La merveilleuse écriture de Merleau-Ponty pose les conclusions de sa pensée dans ce texte qui se voulait une introduction à son grand oeuvre, humblement intitulé "L'origine de la Vérité".
Nous n'aurions pas été déçu d'apprendre quelle était cette origine. Il reste ce texte introductif qui résume la pensée du philosophe et sur laquelle devait se projeter une nouvelle progression. Il s'aborde donc plus simplement que la Phénoménologie de la Perception.
Il faut abandonner le vocabulaire et les concepts de la philosophie classique tel que conscience, sujet, objet, réalité en soi, essence, Idée, etc. Ces notions ne permettent jamais de comprendre en quoi ce que je vois est une réalité semblable à ce que perçoit autrui, elles opposent les subjectivités qui prétendent chacune constituer le monde à sa manière, faisant disparaître la réalité sous le couvert d'une illusion idéalisée en esprit.

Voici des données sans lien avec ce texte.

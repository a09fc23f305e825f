use std::env;
use std::error::Error;
use std::path::PathBuf;
use std::str::FromStr;

use anyhow::bail;
use clap::{Parser, Subcommand};
use stanza::renderer::console::Console;
use stanza::renderer::Renderer;
use tracing::{debug, info};

use xgedge::market::OverroundMethod;
use xgedge_soccer::domain::{ByOutcome, TeamAttributes};
use xgedge_soccer::league::Registry;
use xgedge_soccer::model::{Config, Model, Projection, MAX_GOALS_RANGE};
use xgedge_soccer::print;
use xgedge_soccer::strength::{AttackDefenceConfig, StrengthModel};

#[derive(Debug, Parser, Clone)]
struct Args {
    /// JSON file to source the league registry from
    #[clap(long)]
    leagues: Option<PathBuf>,

    /// rate teams by attack and defence rather than by a single strength
    #[clap(long)]
    attack_defence: bool,

    /// apply the league's low-score correction to the score grid
    #[clap(long)]
    dixon_coles: bool,

    /// goals spanned by the score grid for either side
    #[clap(long, default_value_t = 10)]
    max_goals: u8,

    /// de-margin market prices by the power method
    #[clap(long)]
    power: bool,

    #[clap(subcommand)]
    command: Command,
}
impl Args {
    fn validate(&self) -> anyhow::Result<()> {
        if !MAX_GOALS_RANGE.contains(&self.max_goals) {
            bail!("--max-goals must lie in {MAX_GOALS_RANGE:?}");
        }
        Ok(())
    }

    fn config(&self) -> Config {
        Config {
            strength: if self.attack_defence {
                StrengthModel::AttackDefence(AttackDefenceConfig::default())
            } else {
                StrengthModel::default()
            },
            max_goals: self.max_goals,
            dixon_coles: self.dixon_coles,
            overround_method: if self.power {
                OverroundMethod::Power
            } else {
                OverroundMethod::Multiplicative
            },
            ..Config::default()
        }
    }
}

#[derive(Debug, Subcommand, Clone)]
enum Command {
    /// list the registered leagues
    Leagues {
        /// write the registry to a JSON file
        #[clap(long)]
        export: Option<PathBuf>,
    },

    /// rate a single team
    Strength {
        /// league to rate the team in
        #[clap(short = 'l', long)]
        league: String,

        /// team attributes as xgf,xga,pitch,squad,manager
        #[clap(short = 't', long)]
        team: Team,
    },

    /// project the outcome of a match
    Project {
        #[clap(short = 'l', long)]
        league: String,

        /// home team attributes as xgf,xga,pitch,squad,manager
        #[clap(long)]
        home: Team,

        /// away team attributes as xgf,xga,pitch,squad,manager
        #[clap(long)]
        away: Team,

        /// number of most likely scores to print
        #[clap(long, default_value_t = 5)]
        top: usize,
    },

    /// compare a projection against head-to-head market prices
    Value {
        #[clap(short = 'l', long)]
        league: String,

        /// home team attributes as xgf,xga,pitch,squad,manager
        #[clap(long)]
        home: Team,

        /// away team attributes as xgf,xga,pitch,squad,manager
        #[clap(long)]
        away: Team,

        /// decimal prices as home,draw,away
        #[clap(short = 'p', long)]
        prices: Prices,
    },
}

#[derive(Debug, Clone)]
struct Team(TeamAttributes);

impl FromStr for Team {
    type Err = String;

    fn from_str(s: &str) -> Result<Self, Self::Err> {
        let values = parse_floats::<5>(s)?;
        let [xg_for, xg_against, pitch_rank, squad_rating, manager_rating] = values;
        Ok(Team(TeamAttributes {
            xg_for,
            xg_against,
            pitch_rank,
            squad_rating,
            manager_rating,
        }))
    }
}

#[derive(Debug, Clone)]
struct Prices(ByOutcome<f64>);

impl FromStr for Prices {
    type Err = String;

    fn from_str(s: &str) -> Result<Self, Self::Err> {
        Ok(Prices(ByOutcome::from(parse_floats::<3>(s)?)))
    }
}

fn parse_floats<const N: usize>(s: &str) -> Result<[f64; N], String> {
    let values = s
        .split(',')
        .map(|value| {
            value
                .trim()
                .parse::<f64>()
                .map_err(|err| format!("invalid number '{value}': {err}"))
        })
        .collect::<Result<Vec<_>, _>>()?;
    values
        .try_into()
        .map_err(|values: Vec<f64>| format!("expected {N} comma-separated values, got {}", values.len()))
}

fn main() -> Result<(), Box<dyn Error>> {
    if env::var("RUST_BACKTRACE").is_err() {
        env::set_var("RUST_BACKTRACE", "full")
    }
    if env::var("RUST_LOG").is_err() {
        env::set_var("RUST_LOG", "info")
    }
    tracing_subscriber::fmt::init();

    let args = Args::parse();
    args.validate()?;
    debug!("args: {args:?}");

    let registry = match &args.leagues {
        Some(path) => Registry::read_json_file(path)?,
        None => Registry::builtin()?,
    };
    let model = Model::with_registry(args.config(), registry)?;

    match &args.command {
        Command::Leagues { export } => {
            let table = print::tabulate_leagues(model.registry().leagues());
            info!("leagues:\n{}", Console::default().render(&table));
            if let Some(path) = export {
                model.registry().write_json_file(path)?;
                info!("exported {} leagues to {}", model.registry().len(), path.display());
            }
        }
        Command::Strength { league, team } => {
            let strength = model.strength(&team.0, league)?;
            let table = print::tabulate_strengths(&[("team", strength)]);
            info!("strength in {league}:\n{}", Console::default().render(&table));
        }
        Command::Project {
            league,
            home,
            away,
            top,
        } => {
            let projection = model.project(&home.0, &away.0, league)?;
            print_projection(&projection, *top);
        }
        Command::Value {
            league,
            home,
            away,
            prices,
        } => {
            let report = model.value(&home.0, &away.0, league, &prices.0)?;
            print_projection(&report.projection, 0);
            let table = print::tabulate_value(&report);
            info!("value:\n{}", Console::default().render(&table));
            info!("recommendation: {}", report.recommendation);
        }
    }
    Ok(())
}

fn print_projection(projection: &Projection, top: usize) {
    let table = print::tabulate_strengths(&[
        ("home", projection.home_strength),
        ("away", projection.away_strength),
    ]);
    info!(
        "{} strengths:\n{}",
        projection.league.name,
        Console::default().render(&table)
    );
    if let Some(supremacy) = projection.supremacy {
        info!("supremacy: {supremacy:.4}");
    }

    let table = print::tabulate_projection(projection);
    info!("projection:\n{}", Console::default().render(&table));

    let table = print::tabulate_scoregrid(&projection.scoregrid);
    info!("correct score:\n{}", Console::default().render(&table));
    info!(
        "captured mass: {:.6}, over 2.5: {:.4}, both score: {:.4}",
        projection.total_mass(),
        projection.goals_over(2),
        projection.both_score()
    );

    if top > 0 {
        let table = print::tabulate_scores(&projection.most_likely_scores(top));
        info!("most likely scores:\n{}", Console::default().render(&table));
    }
}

Au contraire, il faut se considérer comme un néant qui se nie et la réalité comme ce qui est, ce qui remplit le vide de l'individu. Cette conception est-elle juste dans l'absolu ? Car in fine, il reste toujours quelque chose qui pense en moi, qui voit, qui décide : je ne suis donc pas néant, je ne suis pas "rien". Mais inverser les données de la philosophie qui voyait le plein dans la pensée et le vide dans le monde, permet d'expliquer en quoi cette réalité pleine que je vois est la même que celle qu'autrui voit. Bien sûr, nous la voyons chacun à notre manière, mais la source est la même, et elle n'a plus rien de mystérieux comme l'essence de Kant ou l'Idée platonicienne. La réalité n'est que ce que je vois et rien d'autre.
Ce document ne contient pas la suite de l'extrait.